* Material for this task
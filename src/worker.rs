use crate::elevate::CommandRunner;
use crate::plan::UninstallPlan;
use crate::reporter::StatusReporter;
use crate::sequencer::{SequenceOutcome, UninstallSequencer};
use std::mem::take;
use std::thread;
use std::thread::JoinHandle;
use std::time::Duration;
use thiserror::Error;

#[derive(Debug, Error)]
pub enum WorkerError {
    #[error("Unable to start the uninstall worker: {0}")]
    Spawn(#[source] std::io::Error),
    #[error("The uninstall worker panicked")]
    Panicked,
}

/// Runs one uninstall sequence on its own thread so that the blocking authentication
/// prompts never stall the thread that owns the user interface.
pub struct UninstallWorker {
    join_handle: Option<JoinHandle<SequenceOutcome>>,
}

impl UninstallWorker {
    pub fn start<E, R>(
        plan: UninstallPlan,
        runner: E,
        reporter: R,
        settle_delay: Duration,
    ) -> Result<UninstallWorker, WorkerError>
    where
        E: CommandRunner + Send + 'static,
        R: StatusReporter + Send + 'static,
    {
        let join_handle = thread::Builder::new()
            .name("uninstall-worker".to_owned())
            .spawn(move || {
                log::info!("Starting UninstallWorker");
                let outcome = UninstallSequencer::new(plan, runner, reporter)
                    .with_settle_delay(settle_delay)
                    .run();
                log::info!("UninstallWorker finished");
                outcome
            })
            .map_err(WorkerError::Spawn)?;
        Ok(UninstallWorker {
            join_handle: Some(join_handle),
        })
    }

    pub fn is_finished(&self) -> bool {
        self.join_handle
            .as_ref()
            .map_or(true, |handle| handle.is_finished())
    }

    /// Blocks until the run has completed. There is no way to abort a run early.
    pub fn join(mut self) -> Result<SequenceOutcome, WorkerError> {
        match take(&mut self.join_handle) {
            Some(handle) => handle.join().map_err(|_| WorkerError::Panicked),
            None => Err(WorkerError::Panicked),
        }
    }
}

impl Drop for UninstallWorker {
    fn drop(&mut self) {
        if let Some(handle) = take(&mut self.join_handle) {
            log::debug!("Waiting for UninstallWorker to finish");
            handle.join().ok();
        }
    }
}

* Task brief
Every line of the records above where the string "CommandRunner" is found should be copied.

* Response
use crate::elevate::CommandRunner;
        E: CommandRunner + Send + 'static,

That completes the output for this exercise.